= EXERCISE DIRECTIONS =
Give back, unchanged, the line containing "for chunk in" and every line after it up to the end of the listing.

━━━━━━

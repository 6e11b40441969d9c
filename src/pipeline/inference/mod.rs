//! Inference provider seam.
//!
//! Two capability traits split the provider surface: [`VisionInference`] for
//! image captioning and series summarization (both serving tiers implement
//! it), and [`TextInference`] for text generation, multimodal metadata
//! extraction, and streaming conversation (general tier only). Pipeline
//! components hold `Arc<dyn ...>` handles so tests can swap in mocks.

pub mod fallback;
pub mod gemini;
pub mod medgemma;
pub mod retry;

pub use fallback::*;
pub use gemini::*;
pub use medgemma::*;
pub use retry::*;

use std::sync::atomic::{AtomicU32, Ordering};

use async_trait::async_trait;
use thiserror::Error;

#[derive(Error, Debug, Clone)]
pub enum ProviderError {
    #[error("Provider unreachable at {0}")]
    Unreachable(String),

    #[error("Request timed out after {0}s")]
    Timeout(u64),

    #[error("Provider returned error (status {status}): {body}")]
    Status { status: u16, body: String },

    #[error("HTTP client error: {0}")]
    HttpClient(String),

    #[error("Response blocked by provider safety filters")]
    SafetyBlocked,

    #[error("Malformed provider response: {0}")]
    MalformedResponse(String),

    #[error("Invalid input: {0}")]
    InvalidInput(String),
}

impl ProviderError {
    /// Whether a retry against the same provider could plausibly succeed.
    ///
    /// Transport failures and throttling/server statuses qualify. Safety
    /// blocks, malformed payloads, and bad input are deterministic and must
    /// not be replayed.
    pub fn is_transient(&self) -> bool {
        match self {
            ProviderError::Unreachable(_) | ProviderError::Timeout(_) => true,
            ProviderError::Status { status, .. } => *status == 429 || *status >= 500,
            _ => false,
        }
    }
}

/// Map a reqwest transport failure onto the provider error taxonomy.
pub(crate) fn transport_error(err: reqwest::Error, endpoint: &str, timeout_secs: u64) -> ProviderError {
    if err.is_connect() {
        ProviderError::Unreachable(endpoint.to_string())
    } else if err.is_timeout() {
        ProviderError::Timeout(timeout_secs)
    } else {
        ProviderError::HttpClient(err.to_string())
    }
}

/// Conversation role in the provider's vocabulary.
#[derive(Debug, Clone, Copy, PartialEq, Eq)]
pub enum TurnRole {
    User,
    Model,
}

impl TurnRole {
    pub fn as_str(&self) -> &'static str {
        match self {
            TurnRole::User => "user",
            TurnRole::Model => "model",
        }
    }
}

/// One turn of a conversation as handed to the provider.
#[derive(Debug, Clone, PartialEq)]
pub struct ChatTurn {
    pub role: TurnRole,
    pub text: String,
}

impl ChatTurn {
    pub fn user(text: impl Into<String>) -> Self {
        Self {
            role: TurnRole::User,
            text: text.into(),
        }
    }

    pub fn model(text: impl Into<String>) -> Self {
        Self {
            role: TurnRole::Model,
            text: text.into(),
        }
    }
}

/// Streamed reply chunks from a conversational model.
///
/// Dropping the receiver cancels the producer task, which in turn drops the
/// underlying HTTP response.
pub type ReplyStream = tokio::sync::mpsc::Receiver<Result<String, ProviderError>>;

/// A provider that can describe medical images.
///
/// Both the specialized captioner and the general fallback implement this;
/// [`FallbackChain`] composes the two.
#[async_trait]
pub trait VisionInference: Send + Sync {
    /// Short provider label used in tier logging.
    fn provider_name(&self) -> &'static str;

    /// Caption one normalized JPEG, passed as base64.
    async fn caption_image(&self, image_base64: &str) -> Result<String, ProviderError>;

    /// Produce a study-level summary from ordered slice captions.
    async fn summarize_series(&self, captions: &[String]) -> Result<String, ProviderError>;
}

/// A general-purpose text model backing caption enhancement, metadata
/// extraction, report synthesis, and conversation.
#[async_trait]
pub trait TextInference: Send + Sync {
    /// Full-quality generation for clinically sensitive output.
    async fn generate(&self, prompt: &str) -> Result<String, ProviderError>;

    /// Lightweight generation for rewrites and chat titles.
    async fn generate_fast(&self, prompt: &str) -> Result<String, ProviderError>;

    /// Full-quality generation over a prompt plus one inline JPEG.
    async fn generate_with_image(
        &self,
        prompt: &str,
        image_base64: &str,
    ) -> Result<String, ProviderError>;

    /// Open a streaming conversation. Chunks arrive on the returned channel
    /// as they are decoded from the provider.
    async fn stream_conversation(
        &self,
        system_prompt: &str,
        turns: Vec<ChatTurn>,
    ) -> Result<ReplyStream, ProviderError>;
}

/// Mock vision provider for testing. Serves a fixed caption and summary, or
/// a configured error, and counts calls.
pub struct MockVision {
    label: &'static str,
    outcome: Result<String, ProviderError>,
    calls: AtomicU32,
}

impl MockVision {
    pub fn new(label: &'static str, text: &str) -> Self {
        Self {
            label,
            outcome: Ok(text.to_string()),
            calls: AtomicU32::new(0),
        }
    }

    pub fn failing(label: &'static str, error: ProviderError) -> Self {
        Self {
            label,
            outcome: Err(error),
            calls: AtomicU32::new(0),
        }
    }

    pub fn call_count(&self) -> u32 {
        self.calls.load(Ordering::SeqCst)
    }
}

#[async_trait]
impl VisionInference for MockVision {
    fn provider_name(&self) -> &'static str {
        self.label
    }

    async fn caption_image(&self, _image_base64: &str) -> Result<String, ProviderError> {
        self.calls.fetch_add(1, Ordering::SeqCst);
        self.outcome.clone()
    }

    async fn summarize_series(&self, _captions: &[String]) -> Result<String, ProviderError> {
        self.calls.fetch_add(1, Ordering::SeqCst);
        self.outcome.clone()
    }
}

/// Mock text provider for testing. Returns a fixed response, or a configured
/// error, and streams configured chunks for conversations.
pub struct MockText {
    response: String,
    stream_chunks: Vec<String>,
    error: Option<ProviderError>,
    calls: AtomicU32,
}

impl MockText {
    pub fn new(response: &str) -> Self {
        Self {
            response: response.to_string(),
            stream_chunks: Vec::new(),
            error: None,
            calls: AtomicU32::new(0),
        }
    }

    pub fn failing(error: ProviderError) -> Self {
        Self {
            response: String::new(),
            stream_chunks: Vec::new(),
            error: Some(error),
            calls: AtomicU32::new(0),
        }
    }

    pub fn with_stream(mut self, chunks: Vec<String>) -> Self {
        self.stream_chunks = chunks;
        self
    }

    pub fn call_count(&self) -> u32 {
        self.calls.load(Ordering::SeqCst)
    }

    fn text_outcome(&self) -> Result<String, ProviderError> {
        self.calls.fetch_add(1, Ordering::SeqCst);
        match &self.error {
            Some(error) => Err(error.clone()),
            None => Ok(self.response.clone()),
        }
    }
}

#[async_trait]
impl TextInference for MockText {
    async fn generate(&self, _prompt: &str) -> Result<String, ProviderError> {
        self.text_outcome()
    }

    async fn generate_fast(&self, _prompt: &str) -> Result<String, ProviderError> {
        self.text_outcome()
    }

    async fn generate_with_image(
        &self,
        _prompt: &str,
        _image_base64: &str,
    ) -> Result<String, ProviderError> {
        self.text_outcome()
    }

    async fn stream_conversation(
        &self,
        _system_prompt: &str,
        _turns: Vec<ChatTurn>,
    ) -> Result<ReplyStream, ProviderError> {
        self.calls.fetch_add(1, Ordering::SeqCst);
        if let Some(error) = &self.error {
            return Err(error.clone());
        }
        let chunks = if self.stream_chunks.is_empty() {
            vec![self.response.clone()]
        } else {
            self.stream_chunks.clone()
        };
        let (tx, rx) = tokio::sync::mpsc::channel(8);
        tokio::spawn(async move {
            for chunk in chunks {
                if tx.send(Ok(chunk)).await.is_err() {
                    break;
                }
            }
        });
        Ok(rx)
    }
}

━━━━━━

= PROBLEM SOLUTION =
            for chunk in chunks {
                if tx.send(Ok(chunk)).await.is_err() {
                    break;
                }
            }
        });
        Ok(rx)
    }
}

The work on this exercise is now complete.